On Sunday 02 September 2007 06:05, James Harper wrote:
> > Hello,
> >
> > Below, you will find a few notes on my ideas ...
> >
> > On Saturday 01 September 2007 13:55, James Harper wrote:
> > > Here's some thoughts on the way I'd like to see a plugin API
>
> implemented
>
> > > in the bacula file daemon, based on the work I've done on the
>
> Exchange
>
> > > Agent for Bacula.
> > >
> > > Agent loading a 'bacula library', or bacula loading an 'agent
>
> library'?
>
> > I think the most logical solution is a "plugin".
> >
> > > As long as the agent and bacula both support the same version of the
>
> API
>
> > > (and it would be good if they could negotiate a version, although
>
> this
>
> > > may be a heap more work), it would be nice to use dynamically
>
> loadable
>
> > > libraries rather than something compiled in.

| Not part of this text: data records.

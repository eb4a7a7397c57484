//! Dates and pay periods.
//!
//! Dates are normalized to ISO `YYYY-MM-DD`; pay periods (competência) to a
//! `YYYY-MM` month key plus a display form such as `Julho de 2024`.

use std::sync::LazyLock;

use chrono::NaiveDate;
use regex::Regex;

use super::text::fold;

/// Portuguese month names (accent-folded, uppercase) and abbreviations.
const MONTHS: &[(&str, u32)] = &[
    ("JANEIRO", 1),
    ("FEVEREIRO", 2),
    ("MARCO", 3),
    ("ABRIL", 4),
    ("MAIO", 5),
    ("JUNHO", 6),
    ("JULHO", 7),
    ("AGOSTO", 8),
    ("SETEMBRO", 9),
    ("OUTUBRO", 10),
    ("NOVEMBRO", 11),
    ("DEZEMBRO", 12),
    ("JAN", 1),
    ("FEV", 2),
    ("MAR", 3),
    ("ABR", 4),
    ("MAI", 5),
    ("JUN", 6),
    ("JUL", 7),
    ("AGO", 8),
    ("SET", 9),
    ("OUT", 10),
    ("NOV", 11),
    ("DEZ", 12),
];

const MONTH_DISPLAY: [&str; 12] = [
    "Janeiro",
    "Fevereiro",
    "Março",
    "Abril",
    "Maio",
    "Junho",
    "Julho",
    "Agosto",
    "Setembro",
    "Outubro",
    "Novembro",
    "Dezembro",
];

/// `DD/MM/YYYY` (also `-` or `.` separated, two-digit years allowed).
pub static DATE_PATTERN: LazyLock<Regex> =
    LazyLock::new(|| Regex::new(r"\b(\d{1,2})[/.\-](\d{1,2})[/.\-](\d{4}|\d{2})\b").unwrap());

static ISO_DATE: LazyLock<Regex> =
    LazyLock::new(|| Regex::new(r"^(\d{4})-(\d{2})-(\d{2})$").unwrap());

/// Month name followed by a year: `JULHO DE 2024`, `JUL/2024`, `Julho 2024`.
/// Matched against accent-folded text.
pub static NAMED_PERIOD_PATTERN: LazyLock<Regex> = LazyLock::new(|| {
    Regex::new(r"(?i)\b([A-Z]{3,9})\.?\s*(?:DE\s+|/\s*|-\s*)?(\d{4})\b").unwrap()
});

/// Numeric period: `07/2024`.
pub static NUMERIC_PERIOD_PATTERN: LazyLock<Regex> =
    LazyLock::new(|| Regex::new(r"\b(0?[1-9]|1[0-2])\s*/\s*(\d{4})\b").unwrap());

/// A pay period (month of a year).
#[derive(Debug, Clone, Copy, PartialEq, Eq, PartialOrd, Ord, Hash)]
pub struct Period {
    pub year: i32,
    pub month: u32,
}

impl Period {
    pub fn new(year: i32, month: u32) -> Option<Self> {
        if (1..=12).contains(&month) && (1900..=2200).contains(&year) {
            Some(Self { year, month })
        } else {
            None
        }
    }

    /// `YYYY-MM` month key.
    pub fn mes(&self) -> String {
        format!("{:04}-{:02}", self.year, self.month)
    }

    /// Display form: `Julho de 2024`.
    pub fn competencia(&self) -> String {
        format!("{} de {}", MONTH_DISPLAY[(self.month - 1) as usize], self.year)
    }
}

/// Look up a Portuguese month name or abbreviation.
///
/// Unknown names yield `None` rather than a guessed month.
pub fn month_number(name: &str) -> Option<u32> {
    let key = fold(name.trim().trim_end_matches('.'));
    MONTHS
        .iter()
        .find(|(month, _)| *month == key)
        .map(|(_, number)| *number)
}

/// Normalize a `DD/MM/YYYY` date to `YYYY-MM-DD`.
///
/// Two-digit years are read as 20YY. Already-ISO input is validated and
/// returned unchanged. Impossible dates (31/02) yield `None`.
pub fn normalize_date(input: &str) -> Option<String> {
    let trimmed = input.trim();

    if let Some(caps) = ISO_DATE.captures(trimmed) {
        let date = NaiveDate::from_ymd_opt(
            caps[1].parse().ok()?,
            caps[2].parse().ok()?,
            caps[3].parse().ok()?,
        )?;
        return Some(date.format("%Y-%m-%d").to_string());
    }

    let caps = DATE_PATTERN.captures(trimmed)?;
    let day: u32 = caps[1].parse().ok()?;
    let month: u32 = caps[2].parse().ok()?;
    let year: i32 = match caps[3].len() {
        2 => 2000 + caps[3].parse::<i32>().ok()?,
        _ => caps[3].parse().ok()?,
    };
    let date = NaiveDate::from_ymd_opt(year, month, day)?;
    Some(date.format("%Y-%m-%d").to_string())
}

/// Every pay period mentioned in `text`, in order of appearance.
///
/// Month names are checked against the fixed table; numeric `MM/YYYY`
/// periods that are the tail of a full `DD/MM/YYYY` date are ignored.
pub fn find_periods(text: &str) -> Vec<Period> {
    let folded = fold(text);
    let mut found: Vec<(usize, Period)> = Vec::new();

    for caps in NAMED_PERIOD_PATTERN.captures_iter(&folded) {
        let (Some(whole), Some(name), Some(year)) = (caps.get(0), caps.get(1), caps.get(2)) else {
            continue;
        };
        let Some(month) = month_number(name.as_str()) else {
            continue;
        };
        if let Some(period) = year.as_str().parse().ok().and_then(|y| Period::new(y, month)) {
            found.push((whole.start(), period));
        }
    }

    for caps in NUMERIC_PERIOD_PATTERN.captures_iter(&folded) {
        let (Some(whole), Some(month), Some(year)) = (caps.get(0), caps.get(1), caps.get(2)) else {
            continue;
        };
        let preceded_by_day = folded[..whole.start()]
            .chars()
            .next_back()
            .is_some_and(|c| c == '/' || c == '.' || c == '-' || c.is_ascii_digit());
        if preceded_by_day {
            continue;
        }
        let period = month
            .as_str()
            .parse()
            .ok()
            .zip(year.as_str().parse().ok())
            .and_then(|(m, y)| Period::new(y, m));
        if let Some(period) = period {
            found.push((whole.start(), period));
        }
    }

    found.sort_by_key(|(pos, _)| *pos);
    let mut periods: Vec<Period> = Vec::with_capacity(found.len());
    for (_, period) in found {
        if !periods.contains(&period) {
            periods.push(period);
        }
    }
    periods
}

/// First pay period mentioned in `text`.
pub fn parse_period(text: &str) -> Option<Period> {
    find_periods(text).into_iter().next()
}
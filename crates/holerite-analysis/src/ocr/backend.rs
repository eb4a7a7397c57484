//! OCR backend abstraction.

use std::path::Path;

use tempfile::TempDir;
use thiserror::Error;
use tracing::warn;

use holerite::config::AcquisitionConfig;

use super::pdf_utils;
use super::preprocess::preprocess_image;

/// Errors from OCR backends.
#[derive(Debug, Error)]
pub enum OcrError {
    #[error("Backend not available: {0}")]
    BackendNotAvailable(String),

    #[error("OCR failed: {0}")]
    OcrFailed(String),

    #[error("Image error: {0}")]
    ImageError(String),

    #[error("IO error: {0}")]
    Io(#[from] std::io::Error),
}

/// Recognition settings shared by OCR backends.
#[derive(Debug, Clone, PartialEq, Eq)]
pub struct OcrConfig {
    /// Tesseract language list (e.g. "por+eng").
    pub language: String,
    /// Rasterization resolution for PDF pages.
    pub dpi: u32,
}

impl Default for OcrConfig {
    fn default() -> Self {
        Self {
            language: "por+eng".to_string(),
            dpi: 300,
        }
    }
}

impl From<&AcquisitionConfig> for OcrConfig {
    fn from(config: &AcquisitionConfig) -> Self {
        Self {
            language: config.ocr_language.clone(),
            dpi: config.ocr_dpi,
        }
    }
}

/// An engine that turns page images into text.
pub trait OcrBackend: Send + Sync {
    /// Short name for logs and attempt summaries.
    fn name(&self) -> &'static str;

    /// Check if this backend can run (binaries installed).
    fn is_available(&self) -> bool;

    /// What is needed to make this backend available.
    fn availability_hint(&self) -> String;

    /// Core OCR: recognize text in an image file as-is.
    fn run_ocr(&self, image_path: &Path) -> Result<String, OcrError>;

    /// Recognize an image after grayscale and contrast preprocessing.
    ///
    /// Falls back to the unprocessed image when preprocessing fails.
    fn ocr_image(&self, image_path: &Path) -> Result<String, OcrError> {
        let temp_dir = TempDir::new()?;
        match preprocess_image(image_path, temp_dir.path()) {
            Ok(prepared) => self.run_ocr(&prepared),
            Err(e) => {
                warn!(
                    "Preprocessing {} failed, using raw image: {}",
                    image_path.display(),
                    e
                );
                self.run_ocr(image_path)
            }
        }
    }

    /// Rasterize one PDF page and recognize it.
    fn ocr_pdf_page(&self, pdf_path: &Path, page: u32, dpi: u32) -> Result<String, OcrError> {
        let temp_dir = TempDir::new()?;
        let image_path = pdf_utils::pdf_page_to_image(pdf_path, page, dpi, temp_dir.path())?;
        self.ocr_image(&image_path)
    }
}
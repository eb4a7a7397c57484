//! Earnings/deduction line parsing.
//!
//! Two parsers share one notion of column roles: [`table`] maps the rows of a
//! recovered table grid by their header cells, [`lines`] reads layout text by
//! locating the header line and splitting rows on wide gaps.

mod lines;
mod table;

use std::sync::LazyLock;

use regex::Regex;
use tracing::debug;

pub use lines::parse_lines;
pub use table::parse_tables;

use crate::models::{RubricaEntry, TableGrid};
use crate::utils::money::Money;
use crate::utils::text::fold;

/// What a rubrica column holds.
#[derive(Debug, Clone, Copy, PartialEq, Eq, Hash)]
pub enum Role {
    Codigo,
    Descricao,
    Quantidade,
    Provento,
    Desconto,
}

impl Role {
    pub fn is_value(self) -> bool {
        matches!(self, Role::Quantidade | Role::Provento | Role::Desconto)
    }
}

static ROLE_PATTERNS: LazyLock<Vec<(Role, Regex)>> = LazyLock::new(|| {
    [
        (Role::Codigo, r"^(?:COD|CODIGO|CD|VERBA)\b"),
        (Role::Descricao, r"DESCRI|EVENTO|RUBRICA|HISTORICO|DISCRIMINACAO"),
        (Role::Quantidade, r"REFER|\bQTD|QUANT|HORAS|\bDIAS\b|\bREF\b"),
        (Role::Provento, r"VENC|PROVENTO|CREDITO"),
        (Role::Desconto, r"DESCONTO|DEBITO"),
    ]
    .into_iter()
    .map(|(role, pattern)| (role, Regex::new(pattern).unwrap()))
    .collect()
});

/// Role of a header cell, if it names one.
pub fn role_of(header: &str) -> Option<Role> {
    let folded = fold(header.trim());
    if folded.is_empty() {
        return None;
    }
    ROLE_PATTERNS
        .iter()
        .find(|(_, pattern)| pattern.is_match(&folded))
        .map(|(role, _)| *role)
}

static TOTAL_MARKER: LazyLock<Regex> =
    LazyLock::new(|| Regex::new(r"^\s*(?:TOTA(?:L|IS)|VALOR\s+LIQUIDO|LIQUIDO)\b").unwrap());

/// Row labels that end the item block rather than name an item.
pub(crate) fn is_total_marker(text: &str) -> bool {
    TOTAL_MARKER.is_match(&fold(text))
}

/// Cells made only of rule characters.
pub(crate) fn is_separator(text: &str) -> bool {
    let trimmed = text.trim();
    !trimmed.is_empty()
        && trimmed
            .chars()
            .all(|c| matches!(c, '-' | '=' | '_' | '*' | '.' | '|' | '+' | ' '))
}

/// Non-zero amount in a cell.
pub(crate) fn amount(cell: &str) -> Option<Money> {
    Money::parse(cell).filter(|m| !m.is_zero())
}

/// Rubrica entries from the best available evidence: structured tables when
/// they yield entries, otherwise the layout text.
pub fn parse_rubricas(text: &str, tables: &[TableGrid]) -> Vec<RubricaEntry> {
    let from_tables = parse_tables(tables);
    if !from_tables.is_empty() {
        debug!("Parsed {} rubricas from table grids", from_tables.len());
        return from_tables;
    }
    let from_lines = parse_lines(text);
    debug!("Parsed {} rubricas from text lines", from_lines.len());
    from_lines
}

I think my preference
>
> would
>
> > > be for the bacula filed to load a .dll/.so based on a configuration
> > > option. So if 'plugin exchange.dll' was specified, bacula would use
>
> that
>
> > > rather than its own internal backup/restore code. Or maybe the
>
> normal
>
> > > filesystem backup itself would be a plugin?
> >
> > The most likely mode of working would be to add a directive that
>
> defines a
>
> > plugin directory, from which Bacula would load all plugins.  This
>
> seems to
>
> > be rather standard.
>
> The way I imagine it, the config file would identify a plugin to be used
> per job, although it would still make sense to identify a directory
> where the plugins live, and maybe each plugin could return a name which
> would be used in the config file (eg exchange.dll has a 'Name()'
> function exposed which returns 'MicrosoftExchange', so in the config
> file you'd be able to say 'plugin = MicrosoftExchange')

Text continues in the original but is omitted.